Trattativa Stato-mafia, indagato il generale Mori
Il generale Mario Mori, ex comandante del Ros dei carabinieri, e' stato iscritto nel registro degli indagati della Procura di Palermo per l'ipotesi di concorso esterno in associazione mafiosa nell'ambito del fascicolo sulla presunta trattativa tra la mafia e pezzi delle istizioni durante gli anni delle stragi. "Sono sereno", afferma l'ex comandante del Ros. Attraverso i suoi legali spiega che nulla ha ricevuto in merito a questa nuova ipotesi di reato, ma che qualora fosse confermata la nuova imputazione, gli argomenti a sua difesa lo rendono "tranquillo". Inoltre, Mori fa sapere che si riserva di valutare compiutamente la situazione "allorche' sara' formalizzata la nuova iniziativa della procura". E che continua a difendersi "nel processo, consapevole di avere solo e soltanto combattuto la criminalita' organizzata, ottenendo sempre lusinghieri risultati e mai venendo a patti con l'organizzazione mafiosa". 
Mario Mori
| Stragi '92/ Spatuzza: 007 vicino all'autobomba contro Borsellino |
La mossa della Procura di Palermo potrebbe preludere alla richiesta di un cambiamento dell'imputazione a carico di Mori nel processo in cui attualemente risponde di favoreggiamento aggravato in relazione alla mancata cattura di Bernardo Provenzano.
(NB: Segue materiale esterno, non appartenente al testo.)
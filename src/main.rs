use anyhow::{Context, Result};
use clap::{Parser, Subcommand};
use std::path::PathBuf;
use std::sync::Arc;
use tracing::info;
use tracing_appender::non_blocking::WorkerGuard;

use search_watcher::scheduler::PageOutcome;
use search_watcher::{AppConfig, ExtractionPipeline, SearchScheduler};

#[derive(Parser)]
#[command(name = "search-watcher")]
#[command(about = "Watches listing pages and reports newly discovered results")]
struct Cli {
    /// Directory holding default.toml and friends
    #[arg(long, default_value = "config")]
    config_dir: String,

    /// Write logs to daily rolling files in this directory instead of stdout
    #[arg(long)]
    log_dir: Option<PathBuf>,

    #[command(subcommand)]
    command: Commands,
}

#[derive(Subcommand)]
enum Commands {
    /// Run every enabled search page on its schedule until Ctrl-C
    Watch,

    /// Run search pages once and print the new results as JSON
    Run {
        /// Only this page
        #[arg(long)]
        page: Option<String>,
    },

    /// List stored results of a search page
    Results {
        #[arg(long)]
        page: String,

        #[arg(long, default_value_t = 20)]
        limit: u32,
    },
}

#[tokio::main]
async fn main() -> Result<()> {
    dotenvy::dotenv().ok();
    let cli = Cli::parse();
    let _log_guard = init_tracing(cli.log_dir.as_deref())?;

    let config = AppConfig::from_dir(&cli.config_dir)
        .with_context(|| format!("Failed to load configuration from {}", cli.config_dir))?;
    info!(pages = config.search_pages.len(), "Configuration loaded");

    let pipeline = Arc::new(ExtractionPipeline::from_config(&config).await?);

    match cli.command {
        Commands::Watch => watch(config, pipeline).await,
        Commands::Run { page } => run_once(&config, pipeline, page.as_deref()).await,
        Commands::Results { page, limit } => {
            if config.find_page(&page).is_none() {
                anyhow::bail!("Unknown search page '{}'", page);
            }
            let records = pipeline.store().list_for_page(&page, limit, 0).await?;
            println!("{}", serde_json::to_string_pretty(&records)?);
            Ok(())
        }
    }
}

fn init_tracing(log_dir: Option<&std::path::Path>) -> Result<Option<WorkerGuard>> {
    let filter = tracing_subscriber::EnvFilter::from_default_env()
        .add_directive("search_watcher=debug".parse()?);

    match log_dir {
        Some(dir) => {
            let appender = tracing_appender::rolling::daily(dir, "search-watcher.log");
            let (writer, guard) = tracing_appender::non_blocking(appender);
            tracing_subscriber::fmt()
                .with_env_filter(filter)
                .with_writer(writer)
                .with_ansi(false)
                .init();
            Ok(Some(guard))
        }
        None => {
            tracing_subscriber::fmt().with_env_filter(filter).init();
            Ok(None)
        }
    }
}

async fn watch(config: AppConfig, pipeline: Arc<ExtractionPipeline>) -> Result<()> {
    if !config.scheduler.enabled {
        anyhow::bail!("Scheduler is disabled in the configuration");
    }

    info!("Starting Search Watcher...");
    let mut scheduler = SearchScheduler::new(pipeline, config.scheduler.clone()).await?;
    let scheduled = scheduler.schedule_all(&config.search_pages).await?;
    info!(scheduled, "Search pages scheduled");
    scheduler.start().await?;

    tokio::signal::ctrl_c().await?;
    info!("Shutting down...");
    scheduler.shutdown().await?;

    Ok(())
}

async fn run_once(config: &AppConfig, pipeline: Arc<ExtractionPipeline>, only: Option<&str>) -> Result<()> {
    let pages = match only {
        Some(name) => {
            let page = config
                .find_page(name)
                .with_context(|| format!("Unknown search page '{}'", name))?;
            vec![page.clone()]
        }
        None => config.search_pages.clone(),
    };

    let scheduler = SearchScheduler::new(pipeline, config.scheduler.clone()).await?;
    let outcomes = scheduler.run_all_now(&pages).await;

    let mut failed = 0;
    for PageOutcome { page, result } in outcomes {
        match result {
            Ok(report) => println!("{}", serde_json::to_string_pretty(&report)?),
            Err(e) => {
                failed += 1;
                tracing::error!(page = %page, "Run failed: {}", e);
            }
        }
    }

    if failed > 0 {
        anyhow::bail!("{} search page(s) failed", failed);
    }
    Ok(())
}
INDAGATO ANCHE CIANCIMINO JR - Anche Massimo Ciancimino, figlio dell'ex sindaco democristiano di Palermo, è indagato dalla procura di Palermo per concorso esterno in associazione mafiosa. Alcuni quotidiani rilanciano la notizia di alcuni mesi fa riferendo che Ciancimino jr, nell'ambito degli accertamenti sulla presunta trattativa fra lo Stato e i boss, avrebbe fatto da tramite tra suo padre e il boss Bernardo Provenzano.
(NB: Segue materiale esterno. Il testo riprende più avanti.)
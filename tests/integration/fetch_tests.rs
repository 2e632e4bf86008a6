use super::*;
use search_watcher::document::{DocumentLoader, LoadOptions, PageFetcher, QueryableDocument};
use search_watcher::models::Locator;
use search_watcher::AppError;
use wiremock::matchers::header;

const STATIC: LoadOptions = LoadOptions {
    javascript_enabled: false,
};

fn css(expression: &str) -> Locator<'_> {
    Locator {
        kind: SelectorType::Css,
        expression,
    }
}

/// Loads `url` on a blocking worker and hands the document to `inspect`.
async fn with_document<T, F>(url: String, options: LoadOptions, inspect: F) -> search_watcher::Result<T>
where
    T: Send + 'static,
    F: FnOnce(&dyn QueryableDocument) -> search_watcher::Result<T> + Send + 'static,
{
    let loader = PageFetcher::from_config(&test_scraper_config())?;
    tokio::task::spawn_blocking(move || {
        let mut document = loader.load(&url, options)?;
        let value = inspect(document.as_ref());
        document.close();
        document.close();
        value
    })
    .await
    .expect("loader thread panicked")
}

async fn load(url: String, options: LoadOptions) -> search_watcher::Result<()> {
    with_document(url, options, |_| Ok(())).await
}

#[tokio::test(flavor = "multi_thread")]
async fn test_static_page_can_be_queried() -> anyhow::Result<()> {
    let server = MockServer::start().await;
    mount_html(&server, "/search", LISTING_HTML).await;

    let (url, count, classes, title, href, missing_attr, missing_element) =
        with_document(format!("{}/search", server.uri()), STATIC, |document| {
            let results = document.find_all(css("div.property"))?;
            let title = results[0].find(css("h2 a"))?;
            Ok((
                document.url().to_string(),
                results.len(),
                results[1].attribute("class")?,
                title.text()?,
                title.attribute("href")?,
                title.attribute("data-id")?,
                matches!(results[0].find(css(".missing")), Err(AppError::ElementNotFound { .. })),
            ))
        })
        .await?;

    assert_eq!(url, format!("{}/search", server.uri()));
    assert_eq!(count, 3);
    assert_eq!(classes.as_deref(), Some("property topovana"));
    assert_eq!(title, "Family house");
    assert_eq!(href.as_deref(), Some("/detail/1"));
    assert_eq!(missing_attr, None);
    assert!(missing_element);
    Ok(())
}

#[tokio::test(flavor = "multi_thread")]
async fn test_text_is_whitespace_collapsed() -> anyhow::Result<()> {
    let server = MockServer::start().await;
    mount_html(&server, "/search", "<p class=\"d\">\n  Quiet   street,\n\t garden  </p>").await;

    let text = with_document(format!("{}/search", server.uri()), STATIC, |document| {
        document.find_all(css("p.d"))?[0].text()
    })
    .await?;

    assert_eq!(text, "Quiet street, garden");
    Ok(())
}

#[tokio::test(flavor = "multi_thread")]
async fn test_configured_user_agent_is_sent() -> anyhow::Result<()> {
    let server = MockServer::start().await;
    Mock::given(method("GET"))
        .and(path("/search"))
        .and(header("user-agent", "SearchWatcher-Test/1.0"))
        .respond_with(ResponseTemplate::new(200).set_body_string("<html></html>"))
        .expect(1)
        .mount(&server)
        .await;

    load(format!("{}/search", server.uri()), STATIC).await?;
    Ok(())
}

#[tokio::test(flavor = "multi_thread")]
async fn test_not_found_is_a_fetch_error() -> anyhow::Result<()> {
    let server = MockServer::start().await;

    match load(format!("{}/missing", server.uri()), STATIC).await {
        Err(AppError::Fetch { url, message }) => {
            assert!(url.ends_with("/missing"));
            assert!(message.contains("404"));
        }
        Err(e) => panic!("unexpected error: {}", e),
        Ok(()) => panic!("missing page loaded"),
    }
    Ok(())
}

#[tokio::test(flavor = "multi_thread")]
async fn test_xpath_needs_a_browser() -> anyhow::Result<()> {
    let server = MockServer::start().await;
    mount_html(&server, "/search", LISTING_HTML).await;

    let rejected = with_document(format!("{}/search", server.uri()), STATIC, |document| {
        let xpath = Locator {
            kind: SelectorType::Xpath,
            expression: "//div[@class='property']",
        };
        Ok(matches!(document.find_all(xpath), Err(AppError::Locator { .. })))
    })
    .await?;

    assert!(rejected);
    Ok(())
}

#[tokio::test(flavor = "multi_thread")]
async fn test_javascript_page_without_browser_is_a_fetch_error() -> anyhow::Result<()> {
    let server = MockServer::start().await;
    mount_html(&server, "/search", LISTING_HTML).await;

    let options = LoadOptions {
        javascript_enabled: true,
    };
    let result = load(format!("{}/search", server.uri()), options).await;

    assert!(matches!(result, Err(AppError::Fetch { .. })));
    Ok(())
}

#[tokio::test(flavor = "multi_thread")]
async fn test_unreachable_host_is_a_fetch_error() -> anyhow::Result<()> {
    let result = load("http://127.0.0.1:9/search".to_string(), STATIC).await;

    assert!(matches!(result, Err(AppError::Fetch { .. })));
    Ok(())
}
//! Storage of extracted records.
//!
//! The pipeline only needs two things from a store: whether a URL has been
//! seen before, and a way to remember a new record.

pub mod memory;
pub mod sqlite;

pub use memory::MemoryRecordStore;
pub use sqlite::SqliteRecordStore;

use async_trait::async_trait;

use crate::models::{ExtractedRecord, PersistedRecord};
use crate::utils::error::Result;

#[cfg_attr(test, mockall::automock)]
#[async_trait]
pub trait RecordStore: Send + Sync {
    /// Any stored record with exactly this URL.
    async fn find_by_url(&self, url: &str) -> Result<Option<PersistedRecord>>;

    async fn save(&self, record: &ExtractedRecord) -> Result<PersistedRecord>;

    /// Records of one search page, newest first.
    async fn list_for_page(&self, config_id: &str, limit: u32, offset: u32) -> Result<Vec<PersistedRecord>>;
}
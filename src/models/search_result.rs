use chrono::{DateTime, Utc};
use serde::{Deserialize, Serialize};
use sqlx::FromRow;

use crate::models::generate_id;

/// One listing pulled out of a search page during a run.
#[derive(Debug, Clone, Serialize, Deserialize, PartialEq, Eq)]
pub struct ExtractedRecord {
    /// Name of the search page the record came from.
    pub source_config_id: String,
    pub title: Option<String>,
    pub price: Option<String>,
    pub description: Option<String>,
    pub url: String,
    pub image_url: Option<String>,
}

impl std::fmt::Display for ExtractedRecord {
    fn fmt(&self, f: &mut std::fmt::Formatter<'_>) -> std::fmt::Result {
        write!(
            f,
            "{} [{}] -> {}",
            self.title.as_deref().unwrap_or("<untitled>"),
            self.price.as_deref().unwrap_or("-"),
            self.url
        )
    }
}

/// A record that has been written to the store.
#[derive(Debug, Clone, Serialize, Deserialize, FromRow, PartialEq)]
pub struct PersistedRecord {
    pub id: String,
    pub source_config_id: String,
    pub title: Option<String>,
    pub price: Option<String>,
    pub description: Option<String>,
    pub url: String,
    pub image_url: Option<String>,
    pub created_at: DateTime<Utc>,
}

impl PersistedRecord {
    pub fn new(record: ExtractedRecord) -> Self {
        Self {
            id: generate_id(),
            source_config_id: record.source_config_id,
            title: record.title,
            price: record.price,
            description: record.description,
            url: record.url,
            image_url: record.image_url,
            created_at: Utc::now(),
        }
    }
}
pub mod error;
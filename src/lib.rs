pub mod config;
pub mod document;
pub mod extraction;
pub mod models;
pub mod notifiers;
pub mod scheduler;
pub mod store;
pub mod utils;

// Re-export commonly used types
pub use config::AppConfig;
pub use extraction::{ExtractionEngine, ExtractionPipeline, RunGuard, RunReport, RunStatus};
pub use models::{ExtractedRecord, PersistedRecord, SearchPage};
pub use scheduler::SearchScheduler;
pub use utils::error::AppError;

pub type Result<T> = std::result::Result<T, AppError>;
L'iscrizione di Ciancimino sul registro degli indagati altro non è che una conseguenza di quanto il figlio di don Vito sta raccontando da tempo agli inquirenti, anche attraverso la consegna di documenti inediti. Oggi Ciancimino sara' sentito dai pm di Caltanissetta che indagano sulle stragi del '92 e sul fallito attentato a Giovanni Falcone all'Addaura nell'89.